Collected data entries
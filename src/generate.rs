//! Password generation.
//!
//! `generate` draws every character from the operating system CSPRNG. Draws go
//! through `RngCore::try_fill_bytes` so that a failing entropy source is
//! reported as `GenerateError::GenerationFailure` instead of panicking. Index
//! selection uses rejection sampling, so every candidate character is equally
//! likely.
//!
//! For the `full` charset the generator guarantees one uppercase letter, one
//! lowercase letter, one digit and one punctuation character, then shuffles the
//! result so those guaranteed characters do not sit at fixed positions.

use std::fmt;

use rand::rngs::OsRng;
use rand::{CryptoRng, RngCore};
use tracing::debug;

use crate::charset::{CharClass, CharsetKind};
use crate::error::{GenerateError, Result};

pub const MIN_LENGTH: usize = 8;
pub const MAX_LENGTH: usize = 128;
pub const DEFAULT_LENGTH: usize = 20;

/// A validated request: length is within `MIN_LENGTH..=MAX_LENGTH`.
#[derive(Debug, Clone, Copy, PartialEq, Eq)]
pub struct PasswordRequest {
    length: usize,
    charset: CharsetKind,
}

impl PasswordRequest {
    pub fn new(length: usize, charset: CharsetKind) -> Result<Self> {
        check_length(length)?;
        Ok(Self { length, charset })
    }

    /// Validate `length` first, then resolve the charset `key`.
    pub fn parse(length: usize, key: &str) -> Result<Self> {
        check_length(length)?;
        let charset = key.parse()?;
        Ok(Self { length, charset })
    }
}

fn check_length(length: usize) -> Result<()> {
    if (MIN_LENGTH..=MAX_LENGTH).contains(&length) {
        Ok(())
    } else {
        Err(GenerateError::InvalidLength { length })
    }
}

/// A generated password. `Debug` is redacted so it never ends up in logs.
#[derive(Clone, PartialEq, Eq)]
pub struct GeneratedPassword(String);

impl GeneratedPassword {
    pub fn as_str(&self) -> &str {
        &self.0
    }

    /// Length in characters.
    pub fn len(&self) -> usize {
        self.0.chars().count()
    }

    pub fn is_empty(&self) -> bool {
        self.0.is_empty()
    }

    pub fn into_string(self) -> String {
        self.0
    }
}

impl fmt::Debug for GeneratedPassword {
    fn fmt(&self, f: &mut fmt::Formatter<'_>) -> fmt::Result {
        write!(f, "GeneratedPassword(<redacted, {} chars>)", self.len())
    }
}

/// Generate one password of `length` characters from the charset named `charset`.
///
/// # Errors
/// - `InvalidLength` when `length` is outside `8..=128` (checked first).
/// - `InvalidCharset` when `charset` is not `full`, `alnum`, `letters` or `digits`.
/// - `GenerationFailure` when the OS entropy source fails.
pub fn generate(length: usize, charset: &str) -> Result<GeneratedPassword> {
    let request = PasswordRequest::parse(length, charset)?;
    generate_with(&mut OsRng, &request)
}

/// Generate `count` passwords for the same request.
///
/// The request is validated once; any draw failure aborts the whole batch.
pub fn generate_many(length: usize, charset: &str, count: usize) -> Result<Vec<GeneratedPassword>> {
    let request = PasswordRequest::parse(length, charset)?;
    let mut rng = OsRng;
    (0..count)
        .map(|_| generate_with(&mut rng, &request))
        .collect()
}

/// Generate a password for `request` using `rng`.
pub fn generate_with<R>(rng: &mut R, request: &PasswordRequest) -> Result<GeneratedPassword>
where
    R: RngCore + CryptoRng + ?Sized,
{
    debug!(
        length = request.length,
        charset = %request.charset,
        "generating password"
    );
    let symbols = request.charset.symbols();
    let classes = request.charset.classes();
    if request.charset == CharsetKind::Full && request.length >= classes.len() {
        covering_string(rng, request.length, &symbols, classes)
    } else {
        generate_from_symbols(rng, request.length, &symbols)
    }
}

/// Draw `length` characters independently from an arbitrary table.
///
/// This is the plain path used for every charset except `full`; it is public
/// so callers with their own tables get the same length and emptiness checks.
pub fn generate_from_symbols<R>(
    rng: &mut R,
    length: usize,
    symbols: &[char],
) -> Result<GeneratedPassword>
where
    R: RngCore + CryptoRng + ?Sized,
{
    check_length(length)?;
    if symbols.is_empty() {
        return Err(GenerateError::EmptyCharset);
    }
    let mut out = String::with_capacity(length);
    for _ in 0..length {
        out.push(pick(rng, symbols)?);
    }
    Ok(GeneratedPassword(out))
}

/// One character from each class, the rest from `symbols`, then shuffled.
fn covering_string<R>(
    rng: &mut R,
    length: usize,
    symbols: &[char],
    classes: &[CharClass],
) -> Result<GeneratedPassword>
where
    R: RngCore + CryptoRng + ?Sized,
{
    let mut chars = Vec::with_capacity(length);
    for class in classes {
        let pool: Vec<char> = class.symbols().chars().collect();
        chars.push(pick(rng, &pool)?);
    }
    for _ in classes.len()..length {
        chars.push(pick(rng, symbols)?);
    }
    shuffle(rng, &mut chars)?;
    Ok(GeneratedPassword(chars.into_iter().collect()))
}

fn pick<R>(rng: &mut R, pool: &[char]) -> Result<char>
where
    R: RngCore + ?Sized,
{
    Ok(pool[uniform_index(rng, pool.len())?])
}

/// Fisher-Yates.
fn shuffle<R>(rng: &mut R, items: &mut [char]) -> Result<()>
where
    R: RngCore + ?Sized,
{
    for i in (1..items.len()).rev() {
        let j = uniform_index(rng, i + 1)?;
        items.swap(i, j);
    }
    Ok(())
}

/// Uniform index in `0..bound`. `bound` must be in `1..=u32::MAX`.
fn uniform_index<R>(rng: &mut R, bound: usize) -> Result<usize>
where
    R: RngCore + ?Sized,
{
    debug_assert!(bound > 0 && bound as u64 <= u64::from(u32::MAX));
    const SPAN: u64 = 1 << 32;
    let bound = bound as u64;
    // Values at or above `zone` would favour the low indices.
    let zone = SPAN - SPAN % bound;
    let mut buf = [0u8; 4];
    loop {
        rng.try_fill_bytes(&mut buf)?;
        let v = u64::from(u32::from_le_bytes(buf));
        if v < zone {
            return Ok((v % bound) as usize);
        }
    }
}
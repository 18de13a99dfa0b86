//! passgen library crate
//!
//! This crate provides the core functionality for the `passgen` CLI. It is
//! organized into small modules: `charset` (character classes and charset
//! kinds), `generate` (password generation), `clipboard` (the clipboard
//! fallback chain) and `error`. The binary `src/main.rs` calls
//! `passgen_lib::run()` to execute the CLI.
//!
//! Generation and clipboard delivery are independent: a clipboard failure is
//! reported as a warning and never discards a generated password.

pub mod charset;
pub mod clipboard;
pub mod error;
pub mod generate;

use std::time::Duration;

use clap::{ArgAction, Parser};
use tracing::info;
use tracing_subscriber::EnvFilter;

use crate::charset::CharsetKind;
use crate::clipboard::{ClipboardDispatcher, DEFAULT_TIMEOUT};
use crate::generate::{DEFAULT_LENGTH, generate_many};

/// Older charset keys that both mean `full`.
const LEGACY_FULL_ALIASES: [&str; 2] = ["special", "all"];

/// Top-level CLI. Keep `main.rs` thin.
#[derive(Parser, Debug)]
#[command(name = "passgen", version, about, long_about = None)]
struct Cli {
    /// Password length (8-128 characters)
    #[arg(short = 'l', long = "length", default_value_t = DEFAULT_LENGTH)]
    length: usize,

    /// Character set: full, alnum, letters, digits
    #[arg(short = 'c', long = "charset", default_value = "full")]
    charset: String,

    /// Number of passwords to generate; the first one is copied
    #[arg(short = 'n', long = "count", default_value_t = 1usize)]
    count: usize,

    /// Print diagnostics to stderr
    #[arg(short = 'v', long = "verbose", action = ArgAction::SetTrue)]
    verbose: bool,

    /// Copy the first password to the clipboard (default)
    #[arg(long = "copy", action = ArgAction::SetTrue, overrides_with = "no_copy")]
    copy: bool,

    /// Leave the clipboard alone
    #[arg(long = "no-copy", action = ArgAction::SetTrue, overrides_with = "copy")]
    no_copy: bool,

    /// Clipboard method to try, repeatable and in order
    /// (arboard, copyq, xclip, wl-copy, powershell, pbcopy)
    #[arg(long = "clipboard-method", value_name = "METHOD")]
    clipboard_methods: Vec<String>,

    /// Seconds to wait for an external clipboard helper (0 waits forever)
    #[arg(long = "clipboard-timeout", value_name = "SECS", default_value_t = DEFAULT_TIMEOUT.as_secs())]
    clipboard_timeout: u64,
}

impl Cli {
    fn wants_copy(&self) -> bool {
        self.copy || !self.no_copy
    }

    fn helper_timeout(&self) -> Option<Duration> {
        (self.clipboard_timeout > 0).then(|| Duration::from_secs(self.clipboard_timeout))
    }
}

/// Run the passgen CLI.
///
/// Parses arguments, generates the requested passwords, prints them, and
/// hands the first one to the clipboard chain unless `--no-copy` is given.
/// Generation and configuration errors are printed to stderr and exit with
/// status 1; a clipboard failure only prints a warning.
///
/// Example:
///
/// ```no_run
/// passgen_lib::run(); // called from src/main.rs
/// ```
pub fn run() {
    let cli = Cli::parse();
    init_logging(cli.verbose);

    // Built before generating so a bad --clipboard-method fails fast.
    let dispatcher = cli.wants_copy().then(|| {
        build_dispatcher(&cli).unwrap_or_else(|e| {
            eprintln!("error: {}", e);
            std::process::exit(1);
        })
    });

    info!(
        "Generating {}-character password using {} charset",
        cli.length, cli.charset
    );
    let charset = resolve_charset(&cli.charset);

    let passwords = generate_many(cli.length, charset, cli.count).unwrap_or_else(|e| {
        eprintln!("error: {}", e);
        std::process::exit(1);
    });

    println!(
        "Generated {}-character password using {} charset",
        cli.length, cli.charset
    );
    for password in &passwords {
        println!("Generated Password: {}", password.as_str());
    }

    if let Some(dispatcher) = dispatcher
        && let Some(first) = passwords.first()
        && let Err(e) = dispatcher.copy(first.as_str(), cli.verbose)
    {
        if cli.verbose {
            eprintln!("clipboard error: {}", e);
        }
        eprintln!("warning: password was generated but not copied to clipboard");
    }
}

fn build_dispatcher(cli: &Cli) -> Result<ClipboardDispatcher, error::ClipboardError> {
    let timeout = cli.helper_timeout();
    if cli.clipboard_methods.is_empty() {
        Ok(ClipboardDispatcher::with_defaults(timeout))
    } else {
        ClipboardDispatcher::from_names(&cli.clipboard_methods, timeout)
    }
}

/// Map legacy aliases onto `full`; every other key passes through unchanged.
fn resolve_charset(key: &str) -> &str {
    if LEGACY_FULL_ALIASES.contains(&key) {
        info!("Note: '{}' charset maps to 'full' charset", key);
        CharsetKind::Full.key()
    } else {
        key
    }
}

/// `RUST_LOG` wins; otherwise warnings only, or info with `--verbose`.
fn init_logging(verbose: bool) {
    let default = if verbose { "info" } else { "warn" };
    let filter = EnvFilter::try_from_default_env().unwrap_or_else(|_| EnvFilter::new(default));
    tracing_subscriber::fmt()
        .with_env_filter(filter)
        .with_writer(std::io::stderr)
        .with_target(false)
        .init();
}

#[cfg(test)]
mod tests {
    use super::*;

    fn parse(args: &[&str]) -> Cli {
        Cli::try_parse_from(std::iter::once("passgen").chain(args.iter().copied())).unwrap()
    }

    #[test]
    fn defaults() {
        let cli = parse(&[]);
        assert_eq!(cli.length, 20);
        assert_eq!(cli.charset, "full");
        assert_eq!(cli.count, 1);
        assert!(cli.wants_copy());
        assert_eq!(cli.helper_timeout(), Some(Duration::from_secs(10)));
    }

    #[test]
    fn copy_flags_last_one_wins() {
        assert!(!parse(&["--no-copy"]).wants_copy());
        assert!(parse(&["--no-copy", "--copy"]).wants_copy());
        assert!(!parse(&["--copy", "--no-copy"]).wants_copy());
    }

    #[test]
    fn zero_timeout_is_unbounded() {
        assert_eq!(parse(&["--clipboard-timeout", "0"]).helper_timeout(), None);
    }

    #[test]
    fn legacy_aliases_map_to_full() {
        assert_eq!(resolve_charset("special"), "full");
        assert_eq!(resolve_charset("all"), "full");
        assert_eq!(resolve_charset("digits"), "digits");
        assert_eq!(resolve_charset("bogus"), "bogus");
    }

    #[test]
    fn methods_select_the_chain() {
        let cli = parse(&["--clipboard-method", "xclip", "--clipboard-method", "pbcopy"]);
        let d = build_dispatcher(&cli).unwrap();
        assert_eq!(d.names(), vec!["xclip", "pbcopy"]);

        let cli = parse(&["--clipboard-method", "clip.exe"]);
        assert!(build_dispatcher(&cli).is_err());
    }
}
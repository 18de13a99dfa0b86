use criterion::{Criterion, criterion_group, criterion_main};

fn bench_full_generate(c: &mut Criterion) {
    c.bench_function("generate_full_128", |b| {
        b.iter(|| {
            let _ = passgen_lib::generate::generate(128, "full");
        })
    });
}

fn bench_digits_generate(c: &mut Criterion) {
    c.bench_function("generate_digits_8", |b| {
        b.iter(|| {
            let _ = passgen_lib::generate::generate(8, "digits");
        })
    });
}

criterion_group!(benches, bench_full_generate, bench_digits_generate);
criterion_main!(benches);
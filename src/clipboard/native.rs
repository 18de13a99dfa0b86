//! In-process clipboard access through the `arboard` crate.
//!
//! On X11 and Wayland the selection is owned by this process, so the copied
//! text disappears when it exits unless a clipboard manager takes it over.
//! The default chain therefore tries the external helpers first on Linux.

use arboard::Clipboard;

use super::ClipboardMechanism;
use crate::error::MechanismError;

/// Cross-platform clipboard without external processes.
///
/// Initialisation fails in headless sessions (no display server, CI); that is
/// reported as `Unavailable` so the chain falls through to the helpers.
#[derive(Debug, Default, Clone, Copy)]
pub struct NativeClipboard;

impl ClipboardMechanism for NativeClipboard {
    fn name(&self) -> &str {
        "arboard"
    }

    fn try_copy(&self, text: &str) -> Result<(), MechanismError> {
        let mut ctx = Clipboard::new()
            .map_err(|e| MechanismError::unavailable(format!("clipboard init: {}", e)))?;
        ctx.set_text(text.to_owned())
            .map_err(|e| MechanismError::execution_failure(format!("clipboard set: {}", e)))
    }
}

#[cfg(test)]
mod tests {
    use super::*;

    #[test]
    fn clipboard_copy_no_panic() {
        // Headless CI usually has no clipboard; only the absence of a panic matters.
        let _ = NativeClipboard.try_copy("test");
    }
}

WHAT YOU ARE ASKED TO DO.
Exactly the lines above from the one with "let cli = parse(&[]);" to the one with "let d = build_dispatcher(&cli).unwrap();", both included, are to be quoted; leave the rest out.

RESULT BELOW.
        let cli = parse(&[]);
        assert_eq!(cli.length, 20);
        assert_eq!(cli.charset, "full");
        assert_eq!(cli.count, 1);
        assert!(cli.wants_copy());
        assert_eq!(cli.helper_timeout(), Some(Duration::from_secs(10)));
    }

    #[test]
    fn copy_flags_last_one_wins() {
        assert!(!parse(&["--no-copy"]).wants_copy());
        assert!(parse(&["--no-copy", "--copy"]).wants_copy());
        assert!(!parse(&["--copy", "--no-copy"]).wants_copy());
    }

    #[test]
    fn zero_timeout_is_unbounded() {
        assert_eq!(parse(&["--clipboard-timeout", "0"]).helper_timeout(), None);
    }

    #[test]
    fn legacy_aliases_map_to_full() {
        assert_eq!(resolve_charset("special"), "full");
        assert_eq!(resolve_charset("all"), "full");
        assert_eq!(resolve_charset("digits"), "digits");
        assert_eq!(resolve_charset("bogus"), "bogus");
    }

    #[test]
    fn methods_select_the_chain() {
        let cli = parse(&["--clipboard-method", "xclip", "--clipboard-method", "pbcopy"]);
        let d = build_dispatcher(&cli).unwrap();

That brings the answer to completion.